Infrastructure in the Letlhakeng area is currently being damaged by ground fissures. Geophysical profiles of seismic refraction and reflection, and ground penetrating radar (GPR) were recorded at the areas affected by the ground fissures to map their depth extent and subsurface configuration. The GPR survey used 50 MHz antennas with an inline transmitter and receiver 2 m apart and a sample spacing of 30 cm. A reversed seismic refraction profile with two offset shots was recorded. Twenty four geophones were placed 2 m apart to make a total profile length of 46 m. The seismic reflection data were recorded with an equal source and receiver interval of 1 m and a total spread length of 23 m across a ground fissure. The GPR profile shows that the ground fissures are sub-vertical and extend to a vertical depth of ~5.0 m. The seismic refraction profile shows a two layer velocity model comprising overburden with a seismic velocity of 400-600 m/s lying over a substratum with a seismic velocity of 1200-1400 m/s. The top layer consists of the loose sand which is imaged to a depth of 5 m. The seismic reflection profile shows that the ground consists of subhorizontal layers from 0-15 m depth, which have all been broken by the ground fissure observed at the surface.
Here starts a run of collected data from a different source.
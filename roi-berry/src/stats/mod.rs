//! 掩膜区域描述性统计.
//!
//! 每组统计量包含: `{prefix}_mean`, `{prefix}_std`, 每个百分位数 `k` 的
//! `{prefix}_p{k}`, `{prefix}_skewness`, `{prefix}_kurtosis`.
//! 逐切片统计的前缀为 `{prefix}-slice-{z}`.

use std::collections::HashMap;

use ndarray::{ArrayView, ArrayView3, Axis, Dimension, Zip};
use thiserror::Error;

pub mod moments;

cfg_if::cfg_if! {
    if #[cfg(feature = "rayon")] {
        use rayon::iter::{IntoParallelIterator, ParallelIterator};
    }
}

/// 统计计算错误.
#[derive(Debug, Clone, PartialEq, Eq, Error)]
pub enum StatsError {
    /// 掩膜没有选中任何体素, 百分位数无定义.
    #[error("mask selects no voxel for `{prefix}`")]
    EmptySelection {
        /// 统计量前缀.
        prefix: String,
    },

    /// 数据与掩膜形状不一致.
    #[error("`{prefix}`: data shape {data:?} does not match mask shape {mask:?}")]
    ShapeMismatch {
        /// 统计量前缀.
        prefix: String,

        /// 数据形状.
        data: Vec<usize>,

        /// 掩膜形状.
        mask: Vec<usize>,
    },
}

/// 一条扁平的统计记录: 键 -> 数值, 保持插入顺序.
///
/// 重复插入同一个键时, 键的位置不变, 数值被覆盖.
#[derive(Debug, Clone, Default)]
pub struct Statistics {
    entries: Vec<(String, f64)>,
    index: HashMap<String, usize>,
}

/// 只比较有序内容, 忽略内部索引.
impl PartialEq for Statistics {
    fn eq(&self, other: &Self) -> bool {
        self.entries == other.entries
    }
}

impl Statistics {
    /// 初始化空记录.
    #[inline]
    pub fn new() -> Self {
        Self::default()
    }

    /// 插入或覆盖一项.
    pub fn insert(&mut self, key: impl Into<String>, value: f64) {
        let key = key.into();
        match self.index.get(&key) {
            Some(&i) => self.entries[i].1 = value,
            None => {
                self.index.insert(key.clone(), self.entries.len());
                self.entries.push((key, value));
            }
        }
    }

    /// 合并另一条记录, 语义同逐项 [`Statistics::insert`].
    pub fn merge(&mut self, other: Statistics) {
        for (k, v) in other.entries {
            self.insert(k, v);
        }
    }

    /// 按键取值.
    #[inline]
    pub fn get(&self, key: &str) -> Option<f64> {
        self.index.get(key).map(|&i| self.entries[i].1)
    }

    /// 项数.
    #[inline]
    pub fn len(&self) -> usize {
        self.entries.len()
    }

    /// 是否为空.
    #[inline]
    pub fn is_empty(&self) -> bool {
        self.entries.is_empty()
    }

    /// 按插入顺序迭代键.
    pub fn keys(&self) -> impl ExactSizeIterator<Item = &str> {
        self.entries.iter().map(|(k, _)| k.as_str())
    }

    /// 按插入顺序迭代 (键, 值).
    pub fn iter(&self) -> impl ExactSizeIterator<Item = (&str, f64)> {
        self.entries.iter().map(|(k, v)| (k.as_str(), *v))
    }
}

/// 计算 `arr` 中被 `mask` 选中元素的一组统计量.
///
/// 结果恰好包含 `2 + percentiles.len() + 2` 项.
///
/// # 错误
///
/// 1. 形状不一致时返回 [`StatsError::ShapeMismatch`].
/// 2. 选中元素为空时返回 [`StatsError::EmptySelection`]: 百分位数对空样本无定义.
///   均值等统计量在空样本上为 NaN, 但由于整组统计量无法完成, 这里不做特殊填充.
pub fn compute_statistics_core<D: Dimension>(
    arr: ArrayView<'_, f32, D>,
    mask: ArrayView<'_, bool, D>,
    prefix: &str,
    percentiles: &[f64],
) -> Result<Statistics, StatsError> {
    if arr.shape() != mask.shape() {
        return Err(StatsError::ShapeMismatch {
            prefix: prefix.to_owned(),
            data: arr.shape().to_vec(),
            mask: mask.shape().to_vec(),
        });
    }

    let mut samples = Vec::new();
    Zip::from(&arr).and(&mask).for_each(|&v, &m| {
        if m {
            samples.push(f64::from(v));
        }
    });

    let mut ans = Statistics::new();
    ans.insert(format!("{prefix}_mean"), moments::mean(&samples));
    ans.insert(format!("{prefix}_std"), moments::population_std(&samples));

    let mut sorted = samples.clone();
    moments::sort_samples(&mut sorted);
    for &q in percentiles {
        let value = moments::percentile(&sorted, q).ok_or_else(|| StatsError::EmptySelection {
            prefix: prefix.to_owned(),
        })?;
        ans.insert(format!("{prefix}_p{q}"), value);
    }

    ans.insert(format!("{prefix}_skewness"), moments::skewness(&samples));
    ans.insert(format!("{prefix}_kurtosis"), moments::kurtosis(&samples));
    Ok(ans)
}

/// 计算整体统计量; 若 `slice_statistics` 为真, 同时计算每个非空切片的统计量并合并进结果.
///
/// 切片沿第一维 (z) 编号, 掩膜在该切片上没有选中像素时跳过.
/// 整体选区为空时返回 [`StatsError::EmptySelection`].
pub fn compute_statistics(
    arr: ArrayView3<'_, f32>,
    mask: ArrayView3<'_, bool>,
    prefix: &str,
    percentiles: &[f64],
    slice_statistics: bool,
) -> Result<Statistics, StatsError> {
    let mut ans = compute_statistics_core(arr, mask, prefix, percentiles)?;
    if !slice_statistics {
        return Ok(ans);
    }

    let non_empty: Vec<usize> = mask
        .axis_iter(Axis(0))
        .enumerate()
        .filter_map(|(z, s)| s.iter().any(|m| *m).then_some(z))
        .collect();

    let per_slice = |z: usize| {
        compute_statistics_core(
            arr.index_axis(Axis(0), z),
            mask.index_axis(Axis(0), z),
            &format!("{prefix}-slice-{z}"),
            percentiles,
        )
    };

    let slices = collect_slices(non_empty, per_slice)?;

    // 按切片顺序合并.
    slices.into_iter().for_each(|s| ans.merge(s));
    Ok(ans)
}

/// 借助 `rayon`, 并行计算各切片统计量. 结果保持 `zs` 的顺序.
#[cfg(feature = "rayon")]
fn collect_slices<F>(zs: Vec<usize>, op: F) -> Result<Vec<Statistics>, StatsError>
where
    F: Fn(usize) -> Result<Statistics, StatsError> + Sync + Send,
{
    zs.into_par_iter().map(op).collect()
}

/// 依次计算各切片统计量.
#[cfg(not(feature = "rayon"))]
fn collect_slices<F>(zs: Vec<usize>, op: F) -> Result<Vec<Statistics>, StatsError>
where
    F: Fn(usize) -> Result<Statistics, StatsError>,
{
    zs.into_iter().map(op).collect()
}
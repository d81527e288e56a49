//! 对 `roi-berry::dataset` 的更一层封装. 提供默认的数据集与输出路径.

use std::env;
use std::path::PathBuf;

/// 根目录环境变量.
pub const ROOT_ENV: &str = "ROI_BERRY_ROOT";

/// 报表输出目录环境变量.
pub const OUTPUT_ENV: &str = "ROI_BERRY_OUTPUT";

/// 获取病例根目录.
///
/// 1. 若环境变量 `$ROI_BERRY_ROOT` 非空, 则返回其值;
/// 2. 否则, 返回 `$HOME/dataset/cases`. 无法确定主目录时返回 `None`.
pub fn root_dir_from_env_or_home() -> Option<PathBuf> {
    match env::var(ROOT_ENV) {
        Ok(d) if !d.is_empty() => Some(PathBuf::from(d)),
        _ => roi_berry::dataset::home_dataset_dir_with(["cases"]),
    }
}

/// 获取报表输出目录.
///
/// 1. 若环境变量 `$ROI_BERRY_OUTPUT` 非空, 则返回其值;
/// 2. 否则, 返回 `$HOME/dataset/reports`. 无法确定主目录时返回 `None`.
pub fn output_dir_from_env_or_home() -> Option<PathBuf> {
    match env::var(OUTPUT_ENV) {
        Ok(d) if !d.is_empty() => Some(PathBuf::from(d)),
        _ => roi_berry::dataset::home_dataset_dir_with(["reports"]),
    }
}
The geophysical results show that the ground fissures persist from the surface to depths of 15 m.

Keywords
Seismic refraction; Seismic reflection; Ground penetrating radar; Ground fissure; Seismic velocity
Introduction
There have been reports by residents of Letlhakeng, Ditshegwane, Metsebotlhoko, and Sesung Villages, in the Kweneng District, that infrastructure in the area is being damaged by periodic ground movement which gives rise to large ground fissures. These ground fissures are reported to cause damage to infrastructure like institutional buildings, private houses, and public roads. The ground fissures form during the dry seasons and prolonged droughts, and are closed by debris inflow during the wet seasons to become completely unrecognizable, only to develop again during the next dry season. Apart from causing damage to infrastructure, the fissures pose a geologic hazard to people and livestock since they are quite big and animals can fall into them. Although the ground fissures close in the wet season, the damage to infrastructure remains visible and it is the only evidence that there is something wrong with the foundations of civil structures. The infrastructure damage is incremented in the next dry season until the structure fails completely, leading to closure and relocation of institutional buildings as it happened at the Mphu, the Junior Secondary School and the customary court building in Letlhakeng village [1]. The cause of this destructive ground movement is largely unknown but suspected to be related to either active seismicity or expanding clay underlying the buildings. The ground fissures vary in size from a few millimeters to several centimeters and even metres across. Along the paved Ditshegwane access road to the main Letlhakeng-Morwamosu highway, the ground fissures are oriented north-south and manifest themselves as small depressions and large ground fissures (Figure 1). The fissures appear to be a widespread phenomenon in the area as large ground fissures can be followed for tens of meters away from the paved roads. Local residents of Letlhakeng report the occurrence of large ground fissures at many places in the bush and within ploughed fields.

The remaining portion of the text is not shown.